International. The Open Source Security and Risk Analysis (OSSRA) report indicates that most organizations are still working to identify and manage open source risk in their application portfolios.
The report says that "although the number of vulnerabilities in open source is small compared to proprietary software, only in 2018 were more 7.000 vulnerabilities discovered in open source, more than 50.000 have emerged in the last two decades."
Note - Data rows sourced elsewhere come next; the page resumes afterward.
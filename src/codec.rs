//! IEC 60870-5-104 frame codec for tokio.
//!
//! Encodes and decodes APDUs using the tokio-util codec framework. The
//! codec handles only the link-layer envelope: the ASDU body of an
//! I-frame is carried as raw bytes and parsed one layer up, so a bad
//! application payload can be dropped without losing frame alignment.

use bytes::{Buf, Bytes, BytesMut};
use tokio_util::codec::{Decoder, Encoder};

use crate::error::Iec104Error;
use crate::types::{
    Apci, UFunction, MAX_APDU_LENGTH, MAX_ASDU_LENGTH, MIN_APDU_LENGTH, START_BYTE,
};

/// An IEC 104 APDU (Application Protocol Data Unit).
///
/// The payload is the raw ASDU body for I-frames and empty for S/U frames.
#[derive(Debug, Clone, PartialEq)]
pub struct Apdu {
    /// APCI (Application Protocol Control Information)
    pub apci: Apci,
    /// Raw ASDU body (I-frames only)
    pub payload: Bytes,
}

impl Apdu {
    /// Create a new I-frame APDU with an encoded ASDU body.
    pub fn i_frame(send_seq: u16, recv_seq: u16, payload: Bytes) -> Self {
        Self {
            apci: Apci::i_frame(send_seq, recv_seq),
            payload,
        }
    }

    /// Create a new S-frame APDU.
    pub fn s_frame(recv_seq: u16) -> Self {
        Self {
            apci: Apci::s_frame(recv_seq),
            payload: Bytes::new(),
        }
    }

    /// Create a new U-frame APDU.
    pub fn u_frame(function: UFunction) -> Self {
        Self {
            apci: Apci::u_frame(function),
            payload: Bytes::new(),
        }
    }

    /// Check if this is an I-frame.
    pub fn is_i_frame(&self) -> bool {
        self.apci.is_i_frame()
    }

    /// Check if this is an S-frame.
    pub fn is_s_frame(&self) -> bool {
        self.apci.is_s_frame()
    }

    /// Check if this is a U-frame.
    pub fn is_u_frame(&self) -> bool {
        self.apci.is_u_frame()
    }
}

impl std::fmt::Display for Apdu {
    fn fmt(&self, f: &mut std::fmt::Formatter<'_>) -> std::fmt::Result {
        write!(f, "{}", self.apci)?;
        if !self.payload.is_empty() {
            write!(f, " [{} bytes]", self.payload.len())?;
        }
        Ok(())
    }
}

/// IEC 60870-5-104 frame codec.
///
/// A truncated buffer is a resumable condition (`Ok(None)`), never an
/// error. A wrong start byte or an out-of-range length is fatal to the
/// connection: an outstation must not resynchronize on garbage.
#[derive(Debug, Clone, Default)]
pub struct Iec104Codec {
    state: DecodeState,
}

#[derive(Debug, Clone, Copy, Default)]
enum DecodeState {
    #[default]
    Header,
    Body {
        length: usize,
    },
}

impl Iec104Codec {
    /// Create a new IEC 104 codec.
    pub fn new() -> Self {
        Self::default()
    }
}

impl Decoder for Iec104Codec {
    type Item = Apdu;
    type Error = Iec104Error;

    fn decode(
        &mut self,
        src: &mut BytesMut,
    ) -> std::result::Result<Option<Self::Item>, Self::Error> {
        loop {
            match self.state {
                DecodeState::Header => {
                    if src.len() < 2 {
                        return Ok(None);
                    }

                    if src[0] != START_BYTE {
                        return Err(Iec104Error::InvalidStartByte(src[0]));
                    }

                    let length = src[1] as usize;
                    if length > MAX_APDU_LENGTH {
                        return Err(Iec104Error::FrameTooLarge(length));
                    }
                    if length < MIN_APDU_LENGTH {
                        return Err(Iec104Error::invalid_frame_static(
                            "APDU length below minimum",
                        ));
                    }

                    src.advance(2);
                    self.state = DecodeState::Body { length };
                }

                DecodeState::Body { length } => {
                    if src.len() < length {
                        src.reserve(length - src.len());
                        return Ok(None);
                    }

                    let frame = src.split_to(length);
                    self.state = DecodeState::Header;

                    let apci = Apci::parse(&frame[..4])?;

                    let payload = if frame.len() > 4 {
                        if !apci.is_i_frame() {
                            return Err(Iec104Error::invalid_frame_static(
                                "S/U frame with payload",
                            ));
                        }
                        Bytes::copy_from_slice(&frame[4..])
                    } else {
                        Bytes::new()
                    };

                    return Ok(Some(Apdu { apci, payload }));
                }
            }
        }
    }
}

impl Encoder<Apdu> for Iec104Codec {
    type Error = Iec104Error;

    fn encode(&mut self, item: Apdu, dst: &mut BytesMut) -> std::result::Result<(), Self::Error> {
        if item.payload.len() > MAX_ASDU_LENGTH {
            return Err(Iec104Error::FrameTooLarge(4 + item.payload.len()));
        }

        dst.reserve(6 + item.payload.len());
        dst.extend_from_slice(&item.apci.encode_header(item.payload.len()));
        dst.extend_from_slice(&item.payload);

        Ok(())
    }
}

#[cfg(test)]
mod tests {
    use super::*;

    #[test]
    fn test_decode_u_frame() {
        let mut codec = Iec104Codec::new();
        let mut buf = BytesMut::from(&[0x68, 0x04, 0x07, 0x00, 0x00, 0x00][..]);

        let apdu = codec.decode(&mut buf).unwrap().unwrap();
        assert!(apdu.is_u_frame());
        assert_eq!(
            apdu.apci,
            Apci::UFrame {
                function: UFunction::StartDtAct
            }
        );
    }

    #[test]
    fn test_decode_s_frame() {
        let mut codec = Iec104Codec::new();
        // S-frame with recv_seq = 100
        let mut buf = BytesMut::from(&[0x68, 0x04, 0x01, 0x00, 0xC8, 0x00][..]);

        let apdu = codec.decode(&mut buf).unwrap().unwrap();
        assert!(apdu.is_s_frame());
        assert_eq!(apdu.apci.recv_seq(), Some(100));
    }

    #[test]
    fn test_decode_i_frame_carries_payload() {
        let mut codec = Iec104Codec::new();
        // I-frame S=1 R=2 with a 3-byte body
        let mut buf = BytesMut::from(&[0x68, 0x07, 0x02, 0x00, 0x04, 0x00, 0xAA, 0xBB, 0xCC][..]);

        let apdu = codec.decode(&mut buf).unwrap().unwrap();
        assert_eq!(apdu.apci.send_seq(), Some(1));
        assert_eq!(apdu.apci.recv_seq(), Some(2));
        assert_eq!(&apdu.payload[..], &[0xAA, 0xBB, 0xCC]);
    }

    #[test]
    fn test_encode_u_frame() {
        let mut codec = Iec104Codec::new();
        let mut buf = BytesMut::new();

        codec
            .encode(Apdu::u_frame(UFunction::StartDtCon), &mut buf)
            .unwrap();
        assert_eq!(&buf[..], &[0x68, 0x04, 0x0B, 0x00, 0x00, 0x00]);
    }

    #[test]
    fn test_encode_s_frame() {
        let mut codec = Iec104Codec::new();
        let mut buf = BytesMut::new();

        codec.encode(Apdu::s_frame(100), &mut buf).unwrap();
        assert_eq!(&buf[..], &[0x68, 0x04, 0x01, 0x00, 0xC8, 0x00]);
    }

    #[test]
    fn test_decode_partial_frame_resumable() {
        let mut codec = Iec104Codec::new();

        let mut buf = BytesMut::from(&[0x68][..]);
        assert!(codec.decode(&mut buf).unwrap().is_none());

        buf.extend_from_slice(&[0x04, 0x07]);
        assert!(codec.decode(&mut buf).unwrap().is_none());

        buf.extend_from_slice(&[0x00, 0x00, 0x00]);
        let apdu = codec.decode(&mut buf).unwrap().unwrap();
        assert!(apdu.is_u_frame());
        assert!(buf.is_empty());
    }

    #[test]
    fn test_decode_invalid_start_byte() {
        let mut codec = Iec104Codec::new();
        let mut buf = BytesMut::from(&[0xFF, 0x04, 0x07, 0x00, 0x00, 0x00][..]);

        match codec.decode(&mut buf) {
            Err(Iec104Error::InvalidStartByte(0xFF)) => {}
            other => panic!("expected InvalidStartByte, got {:?}", other),
        }
    }

    #[test]
    fn test_decode_frame_too_large() {
        let mut codec = Iec104Codec::new();
        let mut buf = BytesMut::from(&[0x68, 0xFE][..]);

        match codec.decode(&mut buf) {
            Err(Iec104Error::FrameTooLarge(254)) => {}
            other => panic!("expected FrameTooLarge, got {:?}", other),
        }
    }

    #[test]
    fn test_decode_length_below_minimum() {
        let mut codec = Iec104Codec::new();
        let mut buf = BytesMut::from(&[0x68, 0x02][..]);
        assert!(codec.decode(&mut buf).is_err());
    }

    #[test]
    fn test_encode_oversized_payload() {
        let mut codec = Iec104Codec::new();
        let mut buf = BytesMut::new();

        let payload = Bytes::from(vec![0u8; MAX_ASDU_LENGTH + 1]);
        let result = codec.encode(Apdu::i_frame(0, 0, payload), &mut buf);
        assert!(matches!(result, Err(Iec104Error::FrameTooLarge(_))));
    }

    #[test]
    fn test_roundtrip_back_to_back_frames() {
        let mut codec = Iec104Codec::new();
        let mut buf = BytesMut::new();

        codec
            .encode(Apdu::u_frame(UFunction::TestFrAct), &mut buf)
            .unwrap();
        codec.encode(Apdu::s_frame(32767), &mut buf).unwrap();
        codec
            .encode(
                Apdu::i_frame(10, 20, Bytes::from_static(&[0x01, 0x02])),
                &mut buf,
            )
            .unwrap();

        let first = codec.decode(&mut buf).unwrap().unwrap();
        assert!(first.is_u_frame());
        let second = codec.decode(&mut buf).unwrap().unwrap();
        assert_eq!(second.apci.recv_seq(), Some(32767));
        let third = codec.decode(&mut buf).unwrap().unwrap();
        assert_eq!(third.apci.send_seq(), Some(10));
        assert_eq!(&third.payload[..], &[0x01, 0x02]);
        assert!(codec.decode(&mut buf).unwrap().is_none());
    }
}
The report highlights the persistent challenges organizations face when it comes to managing open source risk, which includes:
- An increase in the average number of open source components detected in each code base, with an average of more than 298 open source components. Those who use open source often overlook the associated security and licensing risks.
- Another record year for the number of open source vulnerabilities revealed in the NVD. The 60 percent contained at least one open source vulnerability and the 68 percent contained components with license conflicts, according to the report.
- An increase in the average age of open source vulnerabilities detected, with more than 40 percent of the code bases containing a vulnerability that was revealed more than a decade ago.
- More than 40 percent of code bases contain a high-risk vulnerability.
Despite these challenges, the XSUMX OSSRA data suggests that, in the wake of Equifax's breach, an increase in the knowledge of open source risk and the maturation of commercial software composition analysis solutions has led to Progress forward, which includes:
- The percentage of code bases containing vulnerable components has decreased.
- The percentage of code bases containing license conflicts has decreased.